L’Italia campione d’Europa una metafora di vita. E c’è anche un pezzo di Bari

La favola più bella per distacco, da tramandare di generazione in generazione. Un sogno, più che un obiettivo. Il tutto al termine di un mese intenso e ricco di emozioni, intensità, sorrisi, entusiasmo ma anche sofferenza. Questo è stato Euro 2020 per l’Italia: un’impresa storica per il nostro calcio, senza precedenti e nonostante avendo già all’attivo un altro europeo e ben quattro mondiali. Perché battere in finale l’Inghilterra a casa sua, a Wembley, contro tutto e contro tutti è un giant-killing di proporzioni pazzesche nella storia del calcio. Secondo, forse, solo a quello dell’Uruguay al Maracana contro il Brasile: parliamo del lontano 1950, ai mondiali.

Dall’Apocalisse all’Apoteosi. Questa è la storia con lieto fine di un brutto anatroccolo che soltanto tre anni fa, contro la Svezia, mancava una ‘banale’ qualificazione ai mondiali di calcio. Aggettivo appropriato per una nazionale che li ha sempre disputati. Con un gruppo invecchiato, privo di qualità, brutto, svuotato di idee e soprattutto disunito. Ma che in breve tempo è riuscito a riprendersi quel ruolo di prim’ordine che, nel calcio, ha quasi sempre avuto. E’ un cerchio che si chiude per mister Mancini, che 29 anni fa in quello stesso stadio aveva perso in maniera beffarda una finale di Coppa dei Campioni con la Sampdoria con l’amico-collega Vialli. Un abbraccio caloroso e ricco di commozione quello tra di loro, intriso di significati e genuinità. Il mister ha centrato l’impresa più grande della sua carriera da allenatore: l’unico a crederci sin dall’inizio, l’unico pronto a scommettere sulle qualità di ragazzi in qualche caso sottovalutati. Nessuna stella, ma un grande Gruppo comunque dotato. Sono stati sotto gli occhi di tutti il talento di Donnarumma – saracinesca tra i pali – l’estro di Chiesa (è lui il vero asso nella manica), le geometrie di Jorginho (già campione europeo col Chelsea), Barella o Verratti. Per non parlare degli scatti di Spinazzola, rimpiazzato adeguatamente dal bravo Emerson Palmieri. O magari i ‘tiri a giro’ di Insigne. A Napoli qualcuno lo chiama ‘Lorenzo il Magnifico’ e forse non è un caso. Il cammino è stato entusiasmante: scioltezza e disinvoltura nella fase a gironi, caparbietà, sofferenza e qualità in quella ad eliminazione diretta. Sempre sul pezzo, dall’inizio alla fine. Ogni successo è stato ricercato attraverso il gioco e da queste parti è una bella novità. E la sensazione è che si possa migliorare ancora.

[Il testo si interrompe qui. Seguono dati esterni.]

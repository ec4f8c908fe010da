//! 定时器引擎
//! Timer engine
//!
//! [`TimerEngine`] 是调度入口：为每个逻辑定时器分配标识、维护活跃
//! 注册表与统计，并把延迟交给链式分段调度，从而突破原生原语的时长
//! 上界。进程级默认引擎由模块级自由函数封装，开箱即用。
//!
//! [`TimerEngine`] is the scheduling entry point: it allocates identities
//! for logical timers, maintains the active registry and statistics, and
//! hands delays to the chained segment scheduler, lifting the duration bound
//! of the native primitive. A process-wide default engine is wrapped by
//! module-level free functions for out-of-the-box use.

pub mod stats;

use std::fmt;
use std::sync::atomic::{AtomicU64, Ordering};
use std::sync::{Arc, OnceLock, Weak};
use std::time::Duration;

use dashmap::DashMap;
use tokio::sync::oneshot;
use tracing::{debug, trace, warn};

use crate::driver::{TimerDriver, TokioTimer};
use crate::error::{Error, Result};
use crate::signal::CancelSignal;
use crate::timer::chain;
use crate::timer::state::{TimerCore, TimerId, TimerJob};
use crate::timer::TimerHandle;

pub use stats::TimerStats;

use self::stats::StatsCounters;

/// 支撑 delay 的定时器被外部清除时返回的错误消息
/// Error message returned when the timer backing a delay is cleared
/// externally
const DELAY_CLEARED_MESSAGE: &str = "the timer backing this delay was cleared";

/// 引擎的共享内部：驱动、注册表与统计
/// The engine's shared internals: driver, registry and stats
pub(crate) struct EngineShared<D: TimerDriver> {
    /// 原生定时器驱动
    /// The native timer driver
    driver: Arc<D>,
    /// 活跃定时器注册表；弱引用，终态时移除
    /// Active timer registry; weak references, removed on terminal states
    registry: DashMap<TimerId, Weak<TimerCore<D>>>,
    /// 下一个分配的定时器标识
    /// Next timer identity to allocate
    next_id: AtomicU64,
    /// 统计计数器
    /// Statistics counters
    stats: StatsCounters,
}

impl<D: TimerDriver> EngineShared<D> {
    fn allocate_id(&self) -> TimerId {
        self.next_id.fetch_add(1, Ordering::Relaxed)
    }

    pub(crate) fn stats(&self) -> &StatsCounters {
        &self.stats
    }

    /// 一次性定时器正常到期的终态回报
    /// Terminal report for a one-shot that elapsed normally
    pub(crate) fn on_completed(&self, id: TimerId) {
        self.registry.remove(&id);
        self.stats.record_completed();
    }

    /// 清除转换的终态回报
    /// Terminal report for the clear transition
    pub(crate) fn on_cleared(&self, id: TimerId) {
        if self.registry.remove(&id).is_some() {
            self.stats.record_cleared();
        }
    }
}

/// 链式分段定时器引擎
/// The chained-segment timer engine
///
/// 克隆引擎得到同一实例的另一个句柄。已调度的定时器不依附任何引擎
/// 句柄：即使全部句柄被丢弃，链也会继续运行直到到期或被清除。
/// Cloning the engine yields another handle to the same instance. Scheduled
/// timers are not tied to any engine handle: even after every handle is
/// dropped the chains keep running to expiry or clear.
pub struct TimerEngine<D: TimerDriver> {
    shared: Arc<EngineShared<D>>,
}

impl<D: TimerDriver> Clone for TimerEngine<D> {
    fn clone(&self) -> Self {
        Self {
            shared: Arc::clone(&self.shared),
        }
    }
}

impl<D: TimerDriver> fmt::Debug for TimerEngine<D> {
    fn fmt(&self, f: &mut fmt::Formatter<'_>) -> fmt::Result {
        f.debug_struct("TimerEngine")
            .field("active", &self.active())
            .finish()
    }
}

impl TimerEngine<TokioTimer> {
    /// 创建由 Tokio 运行时驱动的引擎
    /// Creates an engine driven by the Tokio runtime
    pub fn new() -> Self {
        Self::with_driver(TokioTimer)
    }
}

impl Default for TimerEngine<TokioTimer> {
    fn default() -> Self {
        Self::new()
    }
}

impl<D: TimerDriver> TimerEngine<D> {
    /// 以自定义驱动创建引擎
    /// Creates an engine with a custom driver
    ///
    /// 测试中与 [`crate::testing::MockTimer`] 配合使用，可在虚拟时间
    /// 上确定性地驱动链。
    /// Pairs with [`crate::testing::MockTimer`] in tests to drive chains
    /// deterministically on virtual time.
    pub fn with_driver(driver: D) -> Self {
        Self {
            shared: Arc::new(EngineShared {
                driver: Arc::new(driver),
                registry: DashMap::new(),
                next_id: AtomicU64::new(1),
                stats: StatsCounters::default(),
            }),
        }
    }

    /// 调度一次性定时器
    /// Schedules a one-shot timer
    ///
    /// 延迟超出原生上界时自动分段。回调在到期后被调用恰好一次；清除
    /// 先于到期则一次也不调用。
    /// Delays beyond the native bound are segmented automatically. The
    /// callback is invoked exactly once after expiry, or not at all when a
    /// clear gets there first.
    pub fn schedule_timeout<F>(&self, delay: Duration, callback: F) -> TimerHandle<D>
    where
        F: FnOnce() + Send + 'static,
    {
        self.schedule_job(delay, TimerJob::Once(Box::new(callback)))
    }

    /// 调度一次性定时器并与取消信号联动
    /// Schedules a one-shot timer wired to a cancellation signal
    ///
    /// 信号取消即清除定时器。信号已处于取消态时返回出生即清除的句柄，
    /// 完全不触碰分段调度。定时器到期或被清除后，信号观察任务随之
    /// 注销，不会残留观察者。
    /// Cancelling the signal clears the timer. When the signal is already
    /// cancelled a born-cleared handle is returned and segment scheduling is
    /// never touched. Once the timer elapses or is cleared the signal
    /// watcher task is deregistered; no observer is left behind.
    pub fn schedule_timeout_with_signal<F>(
        &self,
        delay: Duration,
        callback: F,
        signal: &CancelSignal,
    ) -> TimerHandle<D>
    where
        F: FnOnce() + Send + 'static,
    {
        if signal.is_cancelled() {
            let id = self.shared.allocate_id();
            trace!(timer_id = id, "signal already cancelled, timer born cleared");
            return TimerHandle::new(Arc::new(TimerCore::pre_cleared(
                id,
                Arc::clone(&self.shared.driver),
            )));
        }

        let handle = self.schedule_job(delay, TimerJob::Once(Box::new(callback)));
        let watcher = tokio::spawn({
            let signal = signal.clone();
            let core = Arc::clone(handle.core());
            async move {
                signal.cancelled().await;
                if core.clear() {
                    debug!(timer_id = core.id, "timer cleared by cancellation signal");
                }
            }
        });
        handle.core().attach_watcher(watcher);
        handle
    }

    /// 调度周期定时器
    /// Schedules a repeating timer
    ///
    /// 首个周期与后续周期等长。回调之间绝不重叠；节奏锚定绝对时间，
    /// 不随回调耗时漂移。周期定时器只能通过清除停止。
    /// The first cycle is as long as every later one. Callbacks never
    /// overlap; the cadence is anchored to absolute time and does not drift
    /// with callback duration. A repeating timer stops only when cleared.
    pub fn schedule_interval<F>(&self, period: Duration, tick: F) -> TimerHandle<D>
    where
        F: FnMut() + Send + 'static,
    {
        self.schedule_job(
            period,
            TimerJob::Repeat {
                period,
                tick: Box::new(tick),
            },
        )
    }

    fn schedule_job(&self, delay: Duration, job: TimerJob) -> TimerHandle<D> {
        let id = self.shared.allocate_id();
        let core = Arc::new(TimerCore::new(
            id,
            Arc::clone(&self.shared.driver),
            Arc::downgrade(&self.shared),
            job,
        ));
        self.shared.registry.insert(id, Arc::downgrade(&core));
        self.shared.stats.record_scheduled();
        trace!(
            timer_id = id,
            delay_ms = delay.as_millis() as u64,
            "timer scheduled"
        );
        chain::start(&core, delay);
        TimerHandle::new(core)
    }

    /// 挂起直到给定时长过去
    /// Suspends until the given span has passed
    ///
    /// 基于一次性定时器实现，同样不受原生上界限制。未来被提前丢弃时
    /// 定时器随之清除；定时器被外部清除（例如 clear_all）时返回取消
    /// 错误。
    /// Built on a one-shot timer, so it is equally free of the native bound.
    /// Dropping the future early clears the timer with it; when the timer is
    /// cleared externally (clear_all for instance) a cancellation error is
    /// returned.
    pub async fn delay(&self, duration: Duration) -> Result<()> {
        let (tx, rx) = oneshot::channel();
        let _guard = ClearOnDrop::new(self.schedule_timeout(duration, move || {
            if tx.send(()).is_err() {
                warn!("delay elapsed but the waiter was gone");
            }
        }));
        match rx.await {
            Ok(()) => Ok(()),
            Err(_) => Err(Error::cancelled_with(DELAY_CLEARED_MESSAGE)),
        }
    }

    /// 挂起直到时长过去或信号取消，二者同备时取消优先
    /// Suspends until the span passes or the signal cancels; cancellation
    /// wins when both are ready
    ///
    /// 信号已处于取消态时立即返回取消错误，不调度任何定时器。
    /// When the signal is already cancelled a cancellation error is returned
    /// immediately and no timer is scheduled.
    pub async fn delay_with_signal(&self, duration: Duration, signal: &CancelSignal) -> Result<()> {
        if signal.is_cancelled() {
            return Err(Error::cancelled());
        }
        let (tx, rx) = oneshot::channel();
        let _guard = ClearOnDrop::new(self.schedule_timeout(duration, move || {
            if tx.send(()).is_err() {
                warn!("delay elapsed but the waiter was gone");
            }
        }));
        tokio::select! {
            biased;
            _ = signal.cancelled() => Err(Error::cancelled()),
            elapsed = rx => match elapsed {
                Ok(()) => Ok(()),
                Err(_) => Err(Error::cancelled_with(DELAY_CLEARED_MESSAGE)),
            },
        }
    }

    /// 清除所有活跃定时器，返回本次清除的数量
    /// Clears every active timer, returning how many this call cleared
    pub fn clear_all(&self) -> usize {
        // 先收集再清除：清除会回调注册表删除，不能在分片迭代中进行
        // Collect first, then clear: clearing removes registry entries,
        // which must not happen while iterating the shards
        let cores: Vec<Arc<TimerCore<D>>> = self
            .shared
            .registry
            .iter()
            .filter_map(|entry| entry.value().upgrade())
            .collect();
        let mut cleared = 0;
        for core in cores {
            if core.clear() {
                cleared += 1;
            }
        }
        debug!(count = cleared, "cleared all active timers");
        cleared
    }

    /// 当前活跃的定时器数量
    /// Number of currently active timers
    pub fn active(&self) -> usize {
        self.shared.registry.len()
    }

    /// 运行统计快照
    /// Snapshot of runtime statistics
    pub fn stats(&self) -> TimerStats {
        self.shared.stats.snapshot(self.active())
    }
}

/// 随未来一同存亡的清除守卫
/// A clear guard that lives and dies with its future
///
/// delay 的未来被丢弃（包括 select 落选）时，底层定时器立即清除，
/// 不会有分段继续在后台走完全年。
/// When a delay future is dropped, losing a select included, the backing
/// timer is cleared on the spot; no segment keeps marching through the rest
/// of the year in the background.
struct ClearOnDrop<D: TimerDriver> {
    handle: TimerHandle<D>,
}

impl<D: TimerDriver> ClearOnDrop<D> {
    fn new(handle: TimerHandle<D>) -> Self {
        Self { handle }
    }
}

impl<D: TimerDriver> Drop for ClearOnDrop<D> {
    fn drop(&mut self) {
        self.handle.clear();
    }
}

/// 进程级默认引擎
/// The process-wide default engine
static DEFAULT_ENGINE: OnceLock<TimerEngine<TokioTimer>> = OnceLock::new();

/// 返回进程级默认引擎，首次访问时创建
/// Returns the process-wide default engine, created on first access
pub fn default_engine() -> &'static TimerEngine<TokioTimer> {
    DEFAULT_ENGINE.get_or_init(TimerEngine::new)
}

/// 在默认引擎上调度一次性定时器
/// Schedules a one-shot timer on the default engine
///
/// 必须在 Tokio 运行时内调用。
/// Must be called inside a Tokio runtime.
pub fn schedule_timeout<F>(delay: Duration, callback: F) -> TimerHandle<TokioTimer>
where
    F: FnOnce() + Send + 'static,
{
    default_engine().schedule_timeout(delay, callback)
}

/// 在默认引擎上调度与取消信号联动的一次性定时器
/// Schedules a signal-wired one-shot timer on the default engine
pub fn schedule_timeout_with_signal<F>(
    delay: Duration,
    callback: F,
    signal: &CancelSignal,
) -> TimerHandle<TokioTimer>
where
    F: FnOnce() + Send + 'static,
{
    default_engine().schedule_timeout_with_signal(delay, callback, signal)
}

/// 在默认引擎上调度周期定时器
/// Schedules a repeating timer on the default engine
pub fn schedule_interval<F>(period: Duration, tick: F) -> TimerHandle<TokioTimer>
where
    F: FnMut() + Send + 'static,
{
    default_engine().schedule_interval(period, tick)
}

/// 在默认引擎上挂起给定时长
/// Suspends for the given span on the default engine
pub async fn delay(duration: Duration) -> Result<()> {
    default_engine().delay(duration).await
}

/// 在默认引擎上挂起给定时长，可被信号取消
/// Suspends for the given span on the default engine, cancellable by signal
pub async fn delay_with_signal(duration: Duration, signal: &CancelSignal) -> Result<()> {
    default_engine().delay_with_signal(duration, signal).await
}

/// 清除默认引擎上的所有活跃定时器
/// Clears every active timer on the default engine
pub fn clear_all() -> usize {
    default_engine().clear_all()
}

E’ una vittoria che ci ripaga per le sofferenze dell’ultimo decennio, almeno per qualche giorno: sul piano calcistico certamente, ma anche su quello sociale e morale. Può essere una bellissima iniezione di fiducia per tutto il paese, per ripartire anche dopo una pandemia che lo ha messo in ginocchio. E’ soprattutto una lezione di vita: Mancini ci ha dimostrato che con il coraggio, la forza delle idee, la perseveranza nel raggiungere un obiettivo…nulla è davvero impossibile in questa vita. Ed a volte si può persino pensare di bruciare le tappe. Gli italiani, da sempre, riescono a tirar fuori il meglio di sé proprio nei momenti più difficili: è stato cosi per i nostri bisnonni, nonni e genitori. Deve essere così anche in futuro, in tutti i campi della vita.

E’ una vittoria che al suo interno vede anche un po’ di Bari del recente passato. Nell’organico azzurro spiccano infatti Gaetano Castrovilli (di Minervino Murge, dopo Causio il secondo pugliese a vincere qualcosa con la nazionale) e Leonardo Bonucci. Il primo è stato un talento della Primavera biancorossa a metà del decennio appena trascorso, approdato poi in prima squadra mostrando qualità niente male ma senza riuscire a rimanere alla corte di Stellone (il grande rimpianto della stagione 2016/17, in B). Il secondo, invece, fu sorpresa e rivelazione del Bari di Serie A, annata 2009/10: grinta, sfrontatezza, carattere e tecnica erano dalla sua parte già da allora che era poco più che ventenne. Dal biancorosso in poi la sua carriera è stato solo un crescendo. Ed è giusto che sia stato cosi: vincere una competizione europea era l’unica cosa che gli mancava.

Diceva la sigla di un noto programma tv: il gioco è, che per follia, non sempre il re (anzi, la regina…) col tesoro va via. Così la coppa è tornata a Roma dopo 53 lunghi anni: grazie ragazzi.